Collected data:
○ ○ ○ ○ ○

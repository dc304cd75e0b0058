//! This crate provides the core of a deterministic Turing machine simulator.
//! It includes the symbol and state model, a self-extending tape, validated transition
//! tables, runtime constraints, and the `Machine` engine that drives computations either
//! step by step or automatically in the background.

pub mod computation;
pub mod constraint;
pub mod event;
pub mod machine;
pub mod programs;
pub mod table;
pub mod tape;
pub mod types;

/// Re-exports the computation record evaluated by constraints.
pub use computation::ComputationState;
/// Re-exports the constraint trait and the built-in constraints.
pub use constraint::{
    CancellationConstraint, Constraint, ConstraintViolation, MultiConstraint,
    StepLimitConstraint, TimeLimitConstraint,
};
/// Re-exports the notification and terminal payload types.
pub use event::{AbortCause, MachineEvent, Observer, Outcome, Report};
/// Re-exports the engine and its run handles.
pub use machine::{Machine, RunHandle, RunStatus};
/// Re-exports the built-in program catalog.
pub use programs::{Program, ProgramInfo, ProgramManager, ProgramState, PROGRAMS};
/// Re-exports the validated transition table.
pub use table::TransitionTable;
/// Re-exports the tape.
pub use tape::Tape;
/// Re-exports the value model, transition shapes and error types.
pub use types::{
    render, symbols, trim, ComputationError, ComputationMode, ConstraintError, Direction,
    DomainNotFound, EngineError, ProgramError, State, StepFault, Symbol, TableError, Transition,
    TransitionDomain, TransitionRange, Value, DEFAULT_STEP_LIMIT, INPUT_BLANK_SYMBOL,
};
//! The mutable record of an in-progress computation: its configuration, step count and
//! elapsed running time.

use std::time::{Duration, Instant};

use crate::types::{ComputationError, State, TransitionDomain, Value};

/// A stopwatch that accumulates time across start/stop cycles.
#[derive(Debug, Clone, Default)]
struct Clock {
    started: Option<Instant>,
    elapsed: Duration,
}

impl Clock {
    fn start(&mut self) {
        if self.started.is_none() {
            self.started = Some(Instant::now());
        }
    }

    fn stop(&mut self) {
        if let Some(started) = self.started.take() {
            self.elapsed += started.elapsed();
        }
    }

    fn elapsed(&self) -> Duration {
        self.elapsed + self.started.map_or(Duration::ZERO, |started| started.elapsed())
    }
}

/// Current configuration, step count and running time of one computation.
///
/// Once the configuration reaches a finish state every further update is
/// refused with [`ComputationError::Finished`].
#[derive(Debug, Clone)]
pub struct ComputationState<S, T> {
    configuration: TransitionDomain<S, T>,
    step_count: u64,
    clock: Clock,
}

impl<S: Value, T: Value> ComputationState<S, T> {
    /// Creates a state at step zero with the clock stopped.
    pub fn new(configuration: TransitionDomain<S, T>) -> Self {
        Self {
            configuration,
            step_count: 0,
            clock: Clock::default(),
        }
    }

    /// The machine's current state and the symbols under its heads.
    pub fn configuration(&self) -> &TransitionDomain<S, T> {
        &self.configuration
    }

    /// Number of transitions applied so far.
    pub fn step_count(&self) -> u64 {
        self.step_count
    }

    /// Running time accumulated so far, including the current stretch if the
    /// clock is running.
    pub fn duration(&self) -> Duration {
        self.clock.elapsed()
    }

    /// Whether the configuration is in `Accept` or `Reject`.
    pub fn is_finished(&self) -> bool {
        self.configuration.state.is_finish()
    }

    pub fn start_clock(&mut self) {
        self.clock.start();
    }

    pub fn stop_clock(&mut self) {
        self.clock.stop();
    }

    /// Records one applied transition.
    pub fn advance(
        &mut self,
        configuration: TransitionDomain<S, T>,
    ) -> Result<(), ComputationError> {
        self.ensure_running()?;
        self.configuration = configuration;
        self.step_count += 1;
        Ok(())
    }

    /// Forces the configuration into `Reject` without counting a step. Used when no
    /// transition is defined for the current configuration.
    pub fn reject(&mut self) -> Result<(), ComputationError> {
        self.ensure_running()?;
        self.configuration.state = State::Reject;
        Ok(())
    }

    fn ensure_running(&self) -> Result<(), ComputationError> {
        if self.is_finished() {
            return Err(ComputationError::Finished(format!(
                "{:?}",
                self.configuration.state
            )));
        }

        Ok(())
    }
}

#[cfg(test)]
mod tests {
    use super::*;
    use crate::types::Symbol;

    fn initial() -> ComputationState<u8, char> {
        ComputationState::new(TransitionDomain::new(State::Initial, Symbol::Value('a')))
    }

    #[test]
    fn test_new_state_is_at_step_zero() {
        let state = initial();

        assert_eq!(state.step_count(), 0);
        assert_eq!(state.duration(), Duration::ZERO);
        assert!(!state.is_finished());
    }

    #[test]
    fn test_advance_counts_steps() {
        let mut state = initial();

        state
            .advance(TransitionDomain::new(State::Value(1), Symbol::Blank))
            .unwrap();
        state
            .advance(TransitionDomain::new(State::Value(2), Symbol::Blank))
            .unwrap();

        assert_eq!(state.step_count(), 2);
        assert_eq!(state.configuration().state, State::Value(2));
    }

    #[test]
    fn test_updates_refused_after_finish() {
        let mut state = initial();
        state
            .advance(TransitionDomain::new(State::Accept, Symbol::Blank))
            .unwrap();

        let result = state.advance(TransitionDomain::new(State::Value(1), Symbol::Blank));
        assert!(matches!(result, Err(ComputationError::Finished(_))));
        assert!(state.reject().is_err());
        assert_eq!(state.step_count(), 1);
        assert_eq!(state.configuration().state, State::Accept);
    }

    #[test]
    fn test_reject_does_not_count_a_step() {
        let mut state = initial();
        state.reject().unwrap();

        assert_eq!(state.step_count(), 0);
        assert_eq!(state.configuration().state, State::Reject);
        assert_eq!(state.configuration().symbol(), Some(&Symbol::Value('a')));
    }

    #[test]
    fn test_clock_accumulates_only_while_running() {
        let mut state = initial();
        state.start_clock();
        std::thread::sleep(Duration::from_millis(5));
        state.stop_clock();

        let stopped = state.duration();
        assert!(stopped >= Duration::from_millis(5));

        std::thread::sleep(Duration::from_millis(5));
        assert_eq!(state.duration(), stopped);
    }
}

○ ○ ○ ○ ○

• Problem to solve:
Work through the records above line by line and count those that hold the string "crate". Give only the result.

• Result for this exercise:
3